═════ Exercise materials

//! Address-to-handler resolution for one I/O space.
//!
//! An [`IoDispatchCache`] is an immutable snapshot of the handlers for
//! either port or memory I/O, plus a memo of past lookups and a hit counter
//! per exact address.  It is never patched in place: when the device
//! topology changes the model builds a fresh cache and retires the old one.

use std::collections::HashMap;
use std::sync::{Arc, Mutex, MutexGuard, PoisonError};

use log::{debug, warn};

use crate::eventfd::{EventfdBridge, EventfdPolicy};
use crate::io::{IoError, IoEvent, IoHandler, IoSpace, WriteOutcome};
use crate::platform::VmPlatform;

#[derive(Default)]
struct LookupState {
    /// Index into `handlers` for every claimed address seen so far.
    memo: HashMap<u64, usize>,
    hits: HashMap<u64, u64>,
    /// Hits on addresses no handler claims, shared so a guest sweeping
    /// unclaimed space cannot grow the maps above.
    fallback_hits: u64,
}

pub struct IoDispatchCache {
    space: IoSpace,
    handlers: Vec<IoHandler>,
    fallback: IoHandler,
    state: Mutex<LookupState>,
    bridge: Arc<EventfdBridge>,
}

impl IoDispatchCache {
    /// Builds a cache over `handlers`; addresses no handler covers resolve
    /// to `fallback`.
    pub fn new(
        space: IoSpace,
        handlers: Vec<IoHandler>,
        fallback: IoHandler,
        platform: Arc<dyn VmPlatform>,
        policy: EventfdPolicy,
    ) -> Self {
        debug!("{space:?} dispatch cache built over {} handlers", handlers.len());
        Self {
            space,
            handlers,
            fallback,
            state: Mutex::new(LookupState::default()),
            bridge: Arc::new(EventfdBridge::new(platform, space, policy)),
        }
    }

    fn lock(&self) -> MutexGuard<'_, LookupState> {
        self.state.lock().unwrap_or_else(PoisonError::into_inner)
    }

    pub fn space(&self) -> IoSpace {
        self.space
    }

    pub fn handlers(&self) -> &[IoHandler] {
        &self.handlers
    }

    pub fn bridge(&self) -> &Arc<EventfdBridge> {
        &self.bridge
    }

    /// Resolves `addr` and counts the hit.
    ///
    /// Returns the handler and the hit count after the increment: per exact
    /// address for claimed addresses, shared across all unclaimed ones.
    /// Never fails: unmatched addresses resolve to the catch-all handler.
    pub fn lookup(&self, addr: u64) -> (&IoHandler, u64) {
        let mut state = self.lock();
        let slot = match state.memo.get(&addr) {
            Some(&slot) => Some(slot),
            None => {
                let slot = self
                    .handlers
                    .iter()
                    .position(|h| h.region().contains_addr(addr));
                if let Some(slot) = slot {
                    state.memo.insert(addr, slot);
                }
                slot
            }
        };
        let hits = match slot {
            Some(_) => {
                let hits = state.hits.entry(addr).or_insert(0);
                *hits += 1;
                *hits
            }
            None => {
                state.fallback_hits += 1;
                state.fallback_hits
            }
        };
        drop(state);

        let handler = slot.map_or(&self.fallback, |i| &self.handlers[i]);
        (handler, hits)
    }

    pub fn hit_count(&self, addr: u64) -> u64 {
        let state = self.lock();
        if state.memo.contains_key(&addr) {
            state.hits.get(&addr).copied().unwrap_or(0)
        } else if self.handlers.iter().any(|h| h.region().contains_addr(addr)) {
            0
        } else {
            state.fallback_hits
        }
    }

    /// Runs `event` against the handler for `addr` on the calling thread's
    /// behalf, promoting hot writes to doorbells.
    pub fn dispatch(&self, addr: u64, event: &mut IoEvent) -> Result<(), IoError> {
        let (handler, hits) = self.lookup(addr);
        let offset = addr.wrapping_sub(handler.region().start);
        let outcome = handler.submit(event, offset)?;

        if event.is_write && outcome == WriteOutcome::KeepDoorbell && self.bridge.is_hot(hits) {
            if let Err(e) = self.bridge.promote(addr, handler, offset, event) {
                warn!("{:?} {addr:#x}: doorbell promotion failed: {e}", self.space);
            }
        }
        Ok(())
    }

    /// Stops promotion and unbinds every doorbell bound through this cache.
    pub fn retire(&self) {
        self.bridge.retire();
    }
}

#[cfg(test)]
mod tests {
    use super::*;
    use crate::devices::invalid::invalid_handler;
    use crate::eventfd::DoorbellKey;
    use crate::io::DeviceCore;
    use crate::memory::MemoryRegion;
    use crate::testing::{wait_until, FakePlatform, LatchOps, RecordingOps};
    use crate::verified::io::INVALID_READ;

    fn latch(name: &str, start: u64, size: u64) -> IoHandler {
        IoHandler::spawn(
            DeviceCore::new(name, "latch"),
            MemoryRegion::new(start, size),
            Box::new(LatchOps::default()),
        )
        .unwrap()
    }

    fn port_cache(handlers: Vec<IoHandler>, platform: Arc<FakePlatform>) -> IoDispatchCache {
        let fallback = invalid_handler(IoSpace::Port).unwrap();
        IoDispatchCache::new(
            IoSpace::Port,
            handlers,
            fallback,
            platform,
            EventfdPolicy::default(),
        )
    }

    #[test]
    fn repeated_lookup_is_stable_and_counts_hits() {
        let cache = port_cache(
            vec![latch("rtc", 0x70, 2), latch("pic", 0x20, 2)],
            Arc::new(FakePlatform::default()),
        );
        let (first, h1) = cache.lookup(0x71);
        let first = first.clone();
        let (second, h2) = cache.lookup(0x71);
        assert!(first.same_as(second));
        assert_eq!(first.region(), MemoryRegion::new(0x70, 2));
        assert_eq!((h1, h2), (1, 2));
        assert_eq!(cache.hit_count(0x70), 0);
    }

    #[test]
    fn unmatched_addresses_share_one_counter() {
        let cache = port_cache(vec![], Arc::new(FakePlatform::default()));
        let (h, first) = cache.lookup(0x1234);
        assert_eq!(h.device().name, "invalid");
        let (_, second) = cache.lookup(0x1234);
        assert!(second > first);
        cache.lookup(0x5678);
        assert_eq!(cache.hit_count(0x1234), 3);
    }

    #[test]
    fn sweeping_unclaimed_space_does_not_grow_state() {
        let cache = IoDispatchCache::new(
            IoSpace::Memory,
            vec![latch("bar", 0xf000_0000, 0x1000)],
            invalid_handler(IoSpace::Memory).unwrap(),
            Arc::new(FakePlatform::default()),
            EventfdPolicy::default(),
        );
        for addr in (0xe000_0000u64..0xe010_0000).step_by(0x100) {
            cache.lookup(addr);
        }
        cache.lookup(0xf000_0004);
        let state = cache.lock();
        assert_eq!(state.memo.len(), 1);
        assert_eq!(state.hits.len(), 1);
        assert_eq!(state.fallback_hits, 0x1000);
    }

    #[test]
    fn rtc_port_write_then_narrow_read() {
        let cache = port_cache(vec![latch("rtc", 0x70, 2)], Arc::new(FakePlatform::default()));
        let mut w = IoEvent::write(2, 0x1234);
        cache.dispatch(0x70, &mut w).unwrap();
        let mut r = IoEvent::read(1);
        cache.dispatch(0x70, &mut r).unwrap();
        assert_eq!(r.data, 0x34);
    }

    #[test]
    fn offset_is_relative_to_handler_start() {
        let ops = RecordingOps::default();
        let log = ops.log();
        let handler = IoHandler::spawn(
            DeviceCore::new("uart", "test"),
            MemoryRegion::new(0x3f8, 8),
            Box::new(ops),
        )
        .unwrap();
        let cache = port_cache(vec![handler], Arc::new(FakePlatform::default()));
        cache.dispatch(0x3fd, &mut IoEvent::write(1, 0x41)).unwrap();
        assert_eq!(log.lock().unwrap().as_slice(), &[(5u64, 0x41u64)]);
    }

    #[test]
    fn unmatched_read_returns_all_ones_and_write_is_dropped() {
        let cache = port_cache(vec![], Arc::new(FakePlatform::default()));
        cache.dispatch(0x80, &mut IoEvent::write(1, 0x12)).unwrap();
        let mut r = IoEvent::read(4);
        cache.dispatch(0x80, &mut r).unwrap();
        assert_eq!(r.data, INVALID_READ & 0xffff_ffff);
        let mut r = IoEvent::read(8);
        cache.dispatch(0x80, &mut r).unwrap();
        assert_eq!(r.data, INVALID_READ);
    }

    #[test]
    fn hot_address_promotes_then_tears_down_on_done() {
        let platform = Arc::new(FakePlatform::default());
        let ops = RecordingOps::default();
        ops.set_keep(true);
        let handler = IoHandler::spawn(
            DeviceCore::new("notify", "test"),
            MemoryRegion::new(0xc000, 0x10),
            Box::new(ops.clone()),
        )
        .unwrap();
        let fallback = invalid_handler(IoSpace::Port).unwrap();
        let cache = IoDispatchCache::new(
            IoSpace::Port,
            vec![handler],
            fallback,
            platform.clone(),
            EventfdPolicy {
                enabled: true,
                threshold: 3,
            },
        );
        let key = DoorbellKey {
            addr: 0xc004,
            size: 2,
            value: 1,
        };

        for _ in 0..2 {
            cache.dispatch(0xc004, &mut IoEvent::write(2, 1)).unwrap();
        }
        assert!(!cache.bridge().is_active(&key));
        cache.dispatch(0xc004, &mut IoEvent::write(2, 1)).unwrap();
        assert!(cache.bridge().is_active(&key));
        let hits_at_promotion = cache.hit_count(0xc004);

        // The next access arrives through the doorbell, not the cache.
        let bell = platform.doorbell(0xc004).unwrap();
        bell.ring(1);
        wait_until(|| ops.log().lock().unwrap().len() == 4);
        assert_eq!(cache.hit_count(0xc004), hits_at_promotion);

        // The device disclaims interest: the doorbell goes away.
        ops.set_keep(false);
        bell.ring(1);
        wait_until(|| !cache.bridge().is_active(&key));
        wait_until(|| bell.is_closed());

        // Following accesses take the lookup path again.
        cache.dispatch(0xc004, &mut IoEvent::write(2, 1)).unwrap();
        assert_eq!(cache.hit_count(0xc004), hits_at_promotion + 1);
    }

    #[test]
    fn reads_never_promote() {
        let platform = Arc::new(FakePlatform::default());
        let ops = RecordingOps::default();
        ops.set_keep(true);
        let handler = IoHandler::spawn(
            DeviceCore::new("notify", "test"),
            MemoryRegion::new(0xc000, 0x10),
            Box::new(ops),
        )
        .unwrap();
        let cache = IoDispatchCache::new(
            IoSpace::Port,
            vec![handler],
            invalid_handler(IoSpace::Port).unwrap(),
            platform,
            EventfdPolicy {
                enabled: true,
                threshold: 1,
            },
        );
        for _ in 0..5 {
            cache.dispatch(0xc000, &mut IoEvent::read(1)).unwrap();
        }
        assert_eq!(cache.bridge().active_count(), 0);
    }
}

══════════

• **Task brief**
Among the entries above, locate the lines containing "let offset = addr.wrapping_sub(handler.region().start);" and "if let Err(e)", and transcribe exactly those two lines and all lines between.

• **Answer**
        let offset = addr.wrapping_sub(handler.region().start);
        let outcome = handler.submit(event, offset)?;

        if event.is_write && outcome == WriteOutcome::KeepDoorbell && self.bridge.is_hot(hits) {
            if let Err(e) = self.bridge.promote(addr, handler, offset, event) {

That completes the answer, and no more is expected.